Gold Prices Experience Sharp Swings: Is the Safe-Haven Asset Failing?

Deep News03-26 08:42

A Tianjin resident, Mr. Yan, reported investing approximately 20,000 yuan in gold accumulation products. His floating profit recently exceeded 3,000 yuan before a significant drop in gold prices turned it into a 1,000 yuan floating loss. However, a subsequent rebound has returned his account to a profitable state. The extreme volatility in gold prices has caused his emotions to swing dramatically, though he has chosen not to make further moves for now and will continue to monitor the situation.

Recent sharp fluctuations in gold prices have drawn widespread attention from investors and consumers, leading to clearly divided market sentiment. Some are inclined to "buy the dip," while others prefer to "cash out," and a third group, like Mr. Yan, has decided to adopt a wait-and-see approach. Questions about the future direction of gold prices and how investors should respond to the current market conditions have emerged.

Year-to-date gains for gold have narrowed significantly. Earlier this year, gold prices continued their previous strong performance, with the international spot price (e.g., London gold) hitting a new all-time high of $5,598.75 per ounce on January 29. Subsequently, however, the upward momentum paused, and prices fluctuated around the $5,000 per ounce level.

From mid-March onwards, gold experienced a steep decline. Data from Wind shows that from March 17 to March 23, international gold prices fell for five consecutive days. The declines on March 18, 19, and 20 each exceeded 3%, pushing the price down to a low of $4,098.25 per ounce, nearly erasing all gains for the year. Starting March 24, gold prices rebounded sharply, rising 1.47% in a single day. As of March 25, prices remained in a rebound phase, trading around $4,500 per ounce.

On a monthly basis, as of the close on March 24, international gold prices had fallen 15.27% in March, reducing the year-to-date gain to just 3.56%.

"This adjustment in gold has been substantial in both magnitude and speed, representing the largest and fastest correction since 2019, driven by factors different from before," said Shi Jialiang, Assistant General Manager of the Industrial Finance Development Headquarters at Zhongtai Futures. He analyzed that recent heightened international geopolitical risks and a sharp rise in crude oil prices have led to a significant cooling of market expectations for Federal Reserve interest rate cuts. Some expectations have even shifted towards potential rate hikes in 2026, consequently strengthening the US dollar and US Treasury yields, which directly negatively impacts gold. Furthermore, rising expectations for a liquidity crisis and a global economic crisis have increased market panic, leading to capital outflows from the gold market, creating short-term bearish pressure. Under the influence of these two core factors, gold experienced a significant pullback, but this is still considered a short-term adjustment rather than a medium-to-long-term trend change.
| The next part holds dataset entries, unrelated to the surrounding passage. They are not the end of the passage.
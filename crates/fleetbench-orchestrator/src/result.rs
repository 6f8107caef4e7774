//! Per-host task results and per-step reports.

use crate::executor::JobHandle;
use crate::transport::CommandOutput;
use chrono::{DateTime, Utc};
use fleetbench_core::{Host, Phase};
use indexmap::IndexMap;
use serde::{Serialize, Serializer};
use std::fmt;
use std::path::PathBuf;
use std::time::Duration;

/// Terminal status of one task on one host.
#[derive(Debug, Clone, Copy, PartialEq, Eq, Hash, Serialize)]
#[serde(rename_all = "kebab-case")]
pub enum TaskStatus {
    Ok,
    Failed,
    Skipped,
    Unreachable,
    TimedOut,
    Abandoned,
}

impl TaskStatus {
    /// Stops the rest of the host's task list.
    pub fn aborts_host(self) -> bool {
        !matches!(self, Self::Ok | Self::Skipped)
    }

    /// Counts against the step (unreachable hosts are tallied separately).
    pub fn is_failure(self) -> bool {
        matches!(self, Self::Failed | Self::TimedOut | Self::Abandoned)
    }
}

impl fmt::Display for TaskStatus {
    fn fmt(&self, f: &mut fmt::Formatter<'_>) -> fmt::Result {
        let s = match self {
            Self::Ok => "ok",
            Self::Failed => "failed",
            Self::Skipped => "skipped",
            Self::Unreachable => "unreachable",
            Self::TimedOut => "timed-out",
            Self::Abandoned => "abandoned",
        };
        write!(f, "{}", s)
    }
}

/// What a single poll round observed.
#[derive(Debug, Clone, Copy, PartialEq, Eq, Serialize)]
#[serde(rename_all = "lowercase")]
pub enum PollObservation {
    Running,
    Done,
    Lost,
}

/// One round of an `async-fire-and-poll` loop.
#[derive(Debug, Clone, PartialEq, Eq, Serialize)]
pub struct PollRecord {
    pub attempt: u32,
    pub at: DateTime<Utc>,
    pub observed: PollObservation,
}

fn serialize_millis<S: Serializer>(duration: &Duration, serializer: S) -> Result<S::Ok, S::Error> {
    serializer.serialize_u64(duration.as_millis() as u64)
}

/// Outcome of one task on one host. Built once by the executor or runner
/// and never mutated after it is folded into a report.
#[derive(Debug, Clone, PartialEq, Serialize)]
pub struct RunResult {
    pub host: String,
    pub task: String,
    pub status: TaskStatus,
    #[serde(skip_serializing_if = "Option::is_none")]
    pub exit_code: Option<i32>,
    pub stdout: String,
    pub stderr: String,
    #[serde(rename = "duration_ms", serialize_with = "serialize_millis")]
    pub duration: Duration,
    pub started_at: DateTime<Utc>,
    #[serde(skip_serializing_if = "Vec::is_empty")]
    pub poll_history: Vec<PollRecord>,
    /// Detached job left running by a `fire-and-forget` task.
    #[serde(skip_serializing_if = "Option::is_none")]
    pub job: Option<JobHandle>,
    #[serde(skip_serializing_if = "Option::is_none")]
    pub message: Option<String>,
}

impl RunResult {
    pub fn new(host: &Host, task: &str, status: TaskStatus) -> Self {
        Self {
            host: host.name.clone(),
            task: task.to_string(),
            status,
            exit_code: None,
            stdout: String::new(),
            stderr: String::new(),
            duration: Duration::ZERO,
            started_at: Utc::now(),
            poll_history: Vec::new(),
            job: None,
            message: None,
        }
    }

    /// A task whose `when` condition was false.
    pub fn skipped(host: &Host, task: &str) -> Self {
        Self::new(host, task, TaskStatus::Skipped)
    }

    /// `ok` for exit code zero, `failed` otherwise.
    pub fn from_output(host: &Host, task: &str, output: CommandOutput) -> Self {
        let status = if output.success() { TaskStatus::Ok } else { TaskStatus::Failed };
        Self {
            exit_code: Some(output.exit_code),
            stdout: output.stdout,
            stderr: output.stderr,
            ..Self::new(host, task, status)
        }
    }

    #[must_use]
    pub fn with_message(mut self, message: impl Into<String>) -> Self {
        self.message = Some(message.into());
        self
    }

    #[must_use]
    pub fn with_timing(mut self, started_at: DateTime<Utc>, duration: Duration) -> Self {
        self.started_at = started_at;
        self.duration = duration;
        self
    }

    #[must_use]
    pub fn with_polls(mut self, history: Vec<PollRecord>) -> Self {
        self.poll_history = history;
        self
    }

    #[must_use]
    pub fn with_job(mut self, job: JobHandle) -> Self {
        self.job = Some(job);
        self
    }
}

/// Aggregate status of one step.
#[derive(Debug, Clone, Copy, PartialEq, Eq, Serialize)]
#[serde(rename_all = "kebab-case")]
pub enum StepStatus {
    Ok,
    Failed,
    /// Not run because the run was aborted or interrupted first.
    NotRun,
}

impl fmt::Display for StepStatus {
    fn fmt(&self, f: &mut fmt::Formatter<'_>) -> fmt::Result {
        match self {
            Self::Ok => write!(f, "ok"),
            Self::Failed => write!(f, "failed"),
            Self::NotRun => write!(f, "not-run"),
        }
    }
}

/// Results of one step, per host in inventory order.
#[derive(Debug, Clone, PartialEq, Serialize)]
pub struct StepReport {
    pub step: String,
    pub phase: Phase,
    pub status: StepStatus,
    pub hosts: IndexMap<String, Vec<RunResult>>,
    #[serde(rename = "duration_ms", serialize_with = "serialize_millis")]
    pub duration: Duration,
}

impl StepReport {
    /// Folds per-host results into a report.
    ///
    /// The step failed iff some host's list ends in `failed`, `timed-out`
    /// or `abandoned`.
    pub fn from_hosts(
        step: &str,
        phase: Phase,
        hosts: IndexMap<String, Vec<RunResult>>,
        duration: Duration,
    ) -> Self {
        let failed = hosts
            .values()
            .any(|results| results.last().is_some_and(|r| r.status.is_failure()));
        Self {
            step: step.to_string(),
            phase,
            status: if failed { StepStatus::Failed } else { StepStatus::Ok },
            hosts,
            duration,
        }
    }

    pub fn not_run(step: &str, phase: Phase) -> Self {
        Self {
            step: step.to_string(),
            phase,
            status: StepStatus::NotRun,
            hosts: IndexMap::new(),
            duration: Duration::ZERO,
        }
    }

    /// Status of the last result recorded for `host`.
    pub fn final_status(&self, host: &str) -> Option<TaskStatus> {
        self.hosts.get(host).and_then(|results| results.last()).map(|r| r.status)
    }

    pub fn unreachable_hosts(&self) -> Vec<&str> {
        self.hosts_ending_in(|s| s == TaskStatus::Unreachable)
    }

    pub fn failed_hosts(&self) -> Vec<&str> {
        self.hosts_ending_in(TaskStatus::is_failure)
    }

    fn hosts_ending_in(&self, pred: impl Fn(TaskStatus) -> bool) -> Vec<&str> {
        self.hosts
            .iter()
            .filter(|(_, results)| results.last().is_some_and(|r| pred(r.status)))
            .map(|(host, _)| host.as_str())
            .collect()
    }

    /// Every result in host order.
    pub fn results(&self) -> impl Iterator<Item = &RunResult> {
        self.hosts.values().flatten()
    }
}

/// Outcome of collecting one artifact from one host.
#[derive(Debug, Clone, Copy, PartialEq, Eq, Serialize)]
#[serde(rename_all = "lowercase")]
pub enum ArtifactStatus {
    Collected,
    Missing,
    Unreachable,
    Failed,
}

impl fmt::Display for ArtifactStatus {
    fn fmt(&self, f: &mut fmt::Formatter<'_>) -> fmt::Result {
        match self {
            Self::Collected => write!(f, "collected"),
            Self::Missing => write!(f, "missing"),
            Self::Unreachable => write!(f, "unreachable"),
            Self::Failed => write!(f, "failed"),
        }
    }
}

#[derive(Debug, Clone, PartialEq, Eq, Serialize)]
pub struct ArtifactRecord {
    pub artifact: String,
    pub host: String,
    pub remote_path: String,
    pub status: ArtifactStatus,
    #[serde(skip_serializing_if = "Option::is_none")]
    pub local_path: Option<PathBuf>,
    #[serde(skip_serializing_if = "Option::is_none")]
    pub message: Option<String>,
}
Liu Siyuan, Chief Analyst at Lingxiu Finance, also noted that compared to past episodes, while the current gold price adjustment is deep, its speed is extremely fast. The driving structure lacks the prolonged pressure seen during the 2008 or 2013 "debt crises" combined with "sharp turns in Fed monetary policy." It reflects more of a micro-structural adjustment following the market's previously excessive bullishness on gold.

Notably, gold has traditionally been considered a safe-haven asset. The fact that prices fell despite rising international geopolitical risks has sparked discussions about whether its safe-haven status is "failing."

Liu Siyuan believes gold's safe-haven属性 has not completely "failed" but is being suppressed by higher real interest rate expectations and a withdrawal of US dollar liquidity. The core driver of gold's pricing has shifted from "safe-haven sentiment" to a focus on "interest rate expectations and position unwinding."

Shi Jialiang also stated that gold's safe-haven属性 has not "malfunctioned"; rather, the related expectations had already been priced in. Against this backdrop, the阶段性 rally for gold has concluded, although the medium-to-long-term outlook remains positive, with short-term dynamics currently yielding to other influencing factors. The core logic for gold's pricing still revolves around four main themes: safe-haven demand, reserve demand, allocation demand, and the impact of accommodative policies, with the overall logic remaining bullish.

Amidst the intense price volatility, several major banks, including Industrial and Commercial Bank of China (ICBC), Bank of China (BOC), and China Construction Bank (CCB), have issued risk warnings regarding the precious metals market. For instance, ICBC's announcement advised investors to maintain a calm and rational investment mindset, thoroughly assess their own risk tolerance, and avoid blindly chasing rallies or selling in panic driven by short-term market sentiment. From a long-term asset allocation perspective, the bank recommended investors adhere to the principles of "total amount control,分批入场, and diversified allocation," suggesting lengthening the investment horizon to smooth out阶段性 volatility risks and build a more robust portfolio.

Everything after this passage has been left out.